短刀を抜き応戦するも、刃は砂精霊を切り裂けない。トリは胸元から骨笛を取り出し、一息で鋭い音を吹き上げた。旋律は風紋を揺らし、黒煙はひととき立ち止まる。

僕はその隙に火薬袋を投げ、弾けた閃光が闇を散らした。静寂のあと、砂丘には僕らの足跡だけが残った。

火を起こし直すと、トリは笛を逆さに握って差し出した。異国の礼法だろう。僕は両手で受け取り、見よう見まねで吹いてみる。

掠れた音でも、彼女の瞳は月のように輝いた。僕らは言葉を発せず、音だけで夜を編んだ。

やがて交易都市セレリスの街灯が見える頃、旅装の群衆に混じって、トリと同じ刺繍柄の外套を纏う一団が現れた。鼓のような太鼓を打ちながら行進する少数民族バルダの祭隊だ。

トリは太鼓のリズムに合わせ、胸の前であの小鳥の仕草を繰り返す。隊列の中年の女が駆け寄り、彼女を抱きしめた。一斉に響く母語のざわめき。ようやく、帰る群れが見つかったのだ。

僕は腰の袋から骨笛を取り出し、そっと手渡した。「君の家へ戻ったら、また風を歌わせるといい」と僕は僕の言葉で告げる。

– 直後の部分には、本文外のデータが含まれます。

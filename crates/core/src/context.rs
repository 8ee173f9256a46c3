//! Read-only player snapshot shared by every rule evaluating one signal.

use std::sync::Arc;

use crate::Timestamp;
use crate::state::ChurnState;

/// Snapshot bundling the player's persistent state with cheap derived facts.
///
/// Built once per pipeline run by the signal processor. Rules read it; nothing
/// writes to it.
#[derive(Clone, Debug)]
pub struct PlayerContext {
    pub user_id: String,
    pub namespace: String,
    /// Clan membership reported by the inbound event, if any.
    pub clan_id: Option<String>,
    pub state: Arc<ChurnState>,
    pub session_info: SessionInfo,
}

impl PlayerContext {
    /// Build a context, deriving [`SessionInfo`] from `state` as of `now`.
    pub fn new(
        user_id: impl Into<String>,
        namespace: impl Into<String>,
        clan_id: Option<String>,
        state: ChurnState,
        now: Timestamp,
    ) -> Self {
        let session_info = SessionInfo::derive(&state, now);
        Self {
            user_id: user_id.into(),
            namespace: namespace.into(),
            clan_id: clan_id.filter(|id| !id.is_empty()),
            state: Arc::new(state),
            session_info,
        }
    }

    pub fn in_clan(&self) -> bool {
        self.clan_id.is_some()
    }
}

/// Facts derived from [`ChurnState`] at load time so rules avoid recomputing them.
#[derive(Clone, Copy, Debug, Default, PartialEq, Eq)]
pub struct SessionInfo {
    pub this_week: u32,
    pub last_week: u32,
    pub on_cooldown: bool,
    pub has_active_challenge: bool,
}

impl SessionInfo {
    pub fn derive(state: &ChurnState, now: Timestamp) -> Self {
        Self {
            this_week: state.sessions.this_week,
            last_week: state.sessions.last_week,
            on_cooldown: state.cooldown.is_active(now),
            has_active_challenge: state.active_challenge(now).is_some(),
        }
    }
}
//! Detects week-over-week session decline on login.

use async_trait::async_trait;
use churn_core::{Signal, SignalKind, Trigger};
use serde::{Deserialize, Serialize};
use tokio_util::sync::CancellationToken;

use super::{Rule, RuleError};

#[derive(Debug, Clone, PartialEq, Eq, Serialize, Deserialize)]
pub struct SessionDeclineDetails {
    pub last_week: u32,
    pub this_week: u32,
    pub days_since_reset: i64,
}

/// Fires when a player who was active last window has gone quiet.
///
/// Conditions, all as of the signal's timestamp:
/// - a full reset window has elapsed since the last reset
/// - the previous window had sessions and the current one has none
/// - the player is not on cooldown
/// - no comeback intervention is already running
///
/// The rule reads the pre-reset counters. The weekly reset it depends on is
/// applied by the pipeline manager after evaluation, so the evidence is still
/// present when this rule looks at it.
#[derive(Debug, Clone)]
pub struct SessionDeclineRule {
    intervention_kind: String,
    priority: i32,
}

impl SessionDeclineRule {
    pub const ID: &'static str = "session_decline";
    pub const DEFAULT_PRIORITY: i32 = 50;

    /// `intervention_kind` is the intervention type whose active presence suppresses the rule.
    pub fn new(intervention_kind: impl Into<String>) -> Self {
        Self {
            intervention_kind: intervention_kind.into(),
            priority: Self::DEFAULT_PRIORITY,
        }
    }

    pub fn with_priority(mut self, priority: i32) -> Self {
        self.priority = priority;
        self
    }
}

impl Default for SessionDeclineRule {
    fn default() -> Self {
        Self::new("comeback_challenge")
    }
}

#[async_trait]
impl Rule for SessionDeclineRule {
    fn id(&self) -> &str {
        Self::ID
    }

    fn signal_kinds(&self) -> &[SignalKind] {
        &[SignalKind::Login]
    }

    fn priority(&self) -> i32 {
        self.priority
    }

    async fn evaluate(
        &self,
        signal: &Signal,
        _cancel: &CancellationToken,
    ) -> Result<Option<Trigger>, RuleError> {
        let ctx = signal.context();
        let now = signal.timestamp();
        let sessions = &ctx.state.sessions;

        if !sessions.is_declining(now)
            || ctx.session_info.on_cooldown
            || ctx.session_info.has_active_challenge
            || ctx.state.has_active_intervention(&self.intervention_kind, now)
        {
            return Ok(None);
        }

        let days_since_reset = sessions
            .last_reset
            .map(|at| (now - at).num_days())
            .unwrap_or_default();
        let details = SessionDeclineDetails {
            last_week: sessions.last_week,
            this_week: sessions.this_week,
            days_since_reset,
        };

        Ok(Some(
            Trigger::new(
                Self::ID,
                signal,
                format!(
                    "{} sessions last week, none in the {} days since",
                    details.last_week, details.days_since_reset
                ),
            )
            .with_priority(self.priority)
            .with_details(&details),
        ))
    }
}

意味は通じなくとも想いは届く。トリは笛を胸に当て、深く一礼した。祭隊が砂の大通りを進むにつれ、煙草色の空に新しい風紋が描かれる。

翌日、商人ギルドの会合が終わると、路地裏でバルダの少年に呼び止められた。

彼は胸元で小鳥の仕草をし、風紋と小鳥を刺した布包みを差し出す。中には白砂糖をまぶした干し果実――トリからの贈り物らしい。

夜、市門近くの橋で一粒味わう。甘酸っぱい香りが旅の砂塵を洗い流すようだ。

僕は羊皮紙に線を引き、風の通り道の形――トリが砂で築いた塔と旗――それを新しい地名として書きとめた。

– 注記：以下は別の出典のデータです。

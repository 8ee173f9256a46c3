//! Store contract for loading and saving player churn records.

use async_trait::async_trait;
use churn_core::ChurnState;

use super::Result;

/// Inactivity window after which a record is dropped.
pub const DEFAULT_TTL_DAYS: i64 = 30;

/// Durable per-player record keyed by player identifier.
///
/// Implementations provide atomic get/set per key; nothing spanning two
/// players is assumed. Records carry a sliding expiry: every save pushes the
/// deadline out again, and an expired record loads as a fresh one.
#[async_trait]
pub trait StateStore: Send + Sync {
    /// Load the record for `user_id`, or a fresh empty state if there is none.
    async fn load(&self, user_id: &str) -> Result<ChurnState>;

    /// Replace the record for `user_id` and refresh its expiry.
    async fn save(&self, user_id: &str, state: &ChurnState) -> Result<()>;

    /// Drop the record for `user_id`, if any.
    async fn delete(&self, user_id: &str) -> Result<()>;
}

翌朝、馬車が城壁の蜃気楼に溶ける頃、背後から鼓と笛の合奏が追い風に乗って届いた。祭隊の練り歩きが始まったのだろう。

骨笛の高音が重なり、やがて見えない大合唱へ膨らむ。僕は胸の中で小鳥を跳ね上がらせた。

旅は続く。赤茶けた台地の先で稲妻が地平線を裂き、雨季の雲が湧く。僕は干し果実の甘味を反芻しながら思う。

言葉に置き換えられない風の声を逃さぬよう、これからも耳を澄ませよう。

やがて野営の焚き火を囲むと、護衛剣士が匂いに誘われて干し果実を欲しがった。

僕は笑って渡し、胸の前で小鳥を描く仕草を教えた。剣士はぎこちなく真似し、炎に照らされながら笑った。

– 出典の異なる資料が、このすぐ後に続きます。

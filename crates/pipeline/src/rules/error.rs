//! Per-rule evaluation errors.

use thiserror::Error;

use crate::api::ServiceError;

#[derive(Debug, Error)]
pub enum RuleError {
    /// The rule needs a collaborator that was never configured.
    #[error("rule {rule_id} requires {dependency}, which is not configured")]
    MissingDependency {
        rule_id: String,
        dependency: &'static str,
    },

    #[error("rule {rule_id} lookup failed")]
    Lookup {
        rule_id: String,
        #[source]
        source: ServiceError,
    },

    #[error("rule {0} was cancelled")]
    Cancelled(String),
}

その時、遠い稲妻が夜を裂き、光は骨笛の旋律のように消えた。

もし再び彼女と巡り合う日が来たなら、僕はきっと彼女の母語で挨拶を試みるだろう。

だが、それより大切なのは、胸の前で小鳥を飛ばすたった一秒の所作だ。言葉より先に飛び立つその仕草が、僕らが交わした旅の秘密の鍵となるのだから。

夜空の星々は翻訳者を要さず、ただ瞬く光で互いを理解している。

僕らもそうありたいと、炎に手をかざしながら願った。